BARCELONA—Merck & Co.’s Keytruda may have the chemo-combo business locked up in previously untreated lung cancer, but Bristol-Myers Squibb figures it has a chance to bring in patients who prefer to skip chemo and use a second immunotherapy instead.
Bristol’s Opdivo-Yervoy pairing helped newly diagnosed patients live longer than chemotherapy alone, the company reported Saturday at the European Society for Medical Oncology Congress. Patients taking the Opdivo-Yervoy combo lived for a median 17.1 months compared with 14.9 months for chemo patients. In other words, it cut the risk of death by 21%.
The combination of Opdivo, a PD-1 checkpoint inhibitor, and Yervoy, which targets CTLA4, shows "the unique features of CTLA4," said Fouad Namouni, head of oncology R&D at Bristol-Myers. The combo delivered "not just good response rates, but more importantly the depth and durability of response," he said.

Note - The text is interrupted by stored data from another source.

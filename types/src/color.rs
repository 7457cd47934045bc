use serde::{Deserialize, Serialize};

/// 8-bit RGB color.
///
/// Serialized as a `[r, g, b]` array so config files stay compact.
#[derive(Debug, Clone, Copy, PartialEq, Eq, Hash, Default, Serialize, Deserialize)]
#[serde(from = "[u8; 3]", into = "[u8; 3]")]
pub struct Rgb {
    pub r: u8,
    pub g: u8,
    pub b: u8,
}

impl Rgb {
    pub const BLACK: Rgb = Rgb::new(0, 0, 0);
    pub const WHITE: Rgb = Rgb::new(255, 255, 255);

    pub const fn new(r: u8, g: u8, b: u8) -> Self {
        Self { r, g, b }
    }

    /// Hue in degrees `[0, 360)`, saturation and value in `[0, 1]`.
    pub fn to_hsv(self) -> (f64, f64, f64) {
        let r = self.r as f64 / 255.0;
        let g = self.g as f64 / 255.0;
        let b = self.b as f64 / 255.0;

        let max = r.max(g).max(b);
        let min = r.min(g).min(b);
        let delta = max - min;

        let hue = if delta == 0.0 {
            0.0
        } else if max == r {
            60.0 * ((g - b) / delta).rem_euclid(6.0)
        } else if max == g {
            60.0 * ((b - r) / delta + 2.0)
        } else {
            60.0 * ((r - g) / delta + 4.0)
        };

        let saturation = if max == 0.0 { 0.0 } else { delta / max };

        (hue, saturation, max)
    }
}

impl From<[u8; 3]> for Rgb {
    fn from([r, g, b]: [u8; 3]) -> Self {
        Self { r, g, b }
    }
}

impl From<Rgb> for [u8; 3] {
    fn from(c: Rgb) -> Self {
        [c.r, c.g, c.b]
    }
}

impl std::fmt::Display for Rgb {
    fn fmt(&self, f: &mut std::fmt::Formatter<'_>) -> std::fmt::Result {
        write!(f, "#{:02X}{:02X}{:02X}", self.r, self.g, self.b)
    }
}

/// How two colors are compared against a probe's tolerance.
#[derive(Debug, Clone, Copy, PartialEq, Eq, Default, Serialize, Deserialize)]
#[serde(rename_all = "snake_case")]
pub enum ColorMetric {
    /// Euclidean distance over (R, G, B)
    #[default]
    Rgb,
    /// Weighted Euclidean over circular hue, saturation x100 and value x100
    Hsv,
    /// Kept for existing tuned tolerances; computes the same value as `Rgb`
    DeltaE,
}

#[cfg(test)]
mod tests {
    use super::*;

    #[test]
    fn hsv_of_primaries() {
        assert_eq!(Rgb::new(255, 0, 0).to_hsv(), (0.0, 1.0, 1.0));
        let (h, s, v) = Rgb::new(0, 255, 0).to_hsv();
        assert!((h - 120.0).abs() < 1e-9);
        assert_eq!((s, v), (1.0, 1.0));
        let (h, _, _) = Rgb::new(0, 0, 255).to_hsv();
        assert!((h - 240.0).abs() < 1e-9);
    }

    #[test]
    fn grey_has_no_saturation() {
        let (h, s, v) = Rgb::new(128, 128, 128).to_hsv();
        assert_eq!(h, 0.0);
        assert_eq!(s, 0.0);
        assert!((v - 128.0 / 255.0).abs() < 1e-9);
    }

    #[test]
    fn display_is_hex() {
        assert_eq!(Rgb::new(255, 16, 0).to_string(), "#FF1000");
    }
}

The two-year survival rate, for instance, was 40% for patients taking the Opdivo-Yervoy combo, whether they tested positive for the PD-L1 biomarker or not. Among the chemo patients, 33% of who expressed PD-L1-survived to the two-year mark, while 23% of the PD-L1-negative patients did.
“In my opinion these data are practice-changing,” lead author Solange Peters said in a statement. “We already have several front-line treatment options for these patients, including chemotherapy combined with an anti-PD1 agent or an anti-PDL1 agent alone. And now we have a chemotherapy-sparing option of nivolumab plus ipilimumab.”
The reduction in death risk didn’t measure up to Keytruda’s chemo-combo results; a combination of Keytruda, Alimta and platinum chemo cut first-line patients’ risk of death by half. And in a surprise showing, Opdivo’s chemo combo in this trial actually fell short of solo chemotherapy. Based on previous trial results, market watchers had been expecting the Opdivo chemo combo to succeed and the Opdivo-Yervoy pairing to fall short.
But for patients who can’t tolerate chemo or prefer to avoid it, the Opdivo-Yervoy combo offers an option, Peters said. “We used a low dose of ipilimumab (1mg every 6 weeks) to make it tolerable. Doing this led to a low rate of discontinuation and treatment-related toxicities or deaths. So it’s a highly manageable treatment.”
The Checkmate-227 study enrolled patients who’d tested positive for the PD-L1 biomarker and those who didn’t. The PD-L1-positive patients were divided among three arms—Opdivo alone, Opdivo plus low-dose Yervoy, and chemotherapy alone. Those with PD-L1 levels of less than 1% were treated with either the Opdivo-Yervoy combo, Opdivo plus chemo, or chemo alone.
The trial began before any IO-chemo combos were approved and didn’t directly compare the Opdivo-Yervoy tandem to a chemo-combo option in PD-L1-positive patients.
Both Peters and a more skeptical cancer expert, Marina Chiara Garassino, M.D., of the Instituto Nazionale Dei Tumori in Milan, figure oncologists really need more data to know which type of treatment is really best for first-line patients. To Peters, the question of which combo to use won’t be answered until five-year survival data are available. Garassino said more biomarker information is needed to individualize therapy.
“We don’t yet know if the [Checkmate-227] findings are practice changing,” Garssino said adding that the trial didn’t directly compare Opdivo-Yervoy with Opdivo-plus-chemo in PD-L1-positive patients. “The comparison was chemotherapy alone, but this is no longer the standard for patients with metastatic NSCLC.”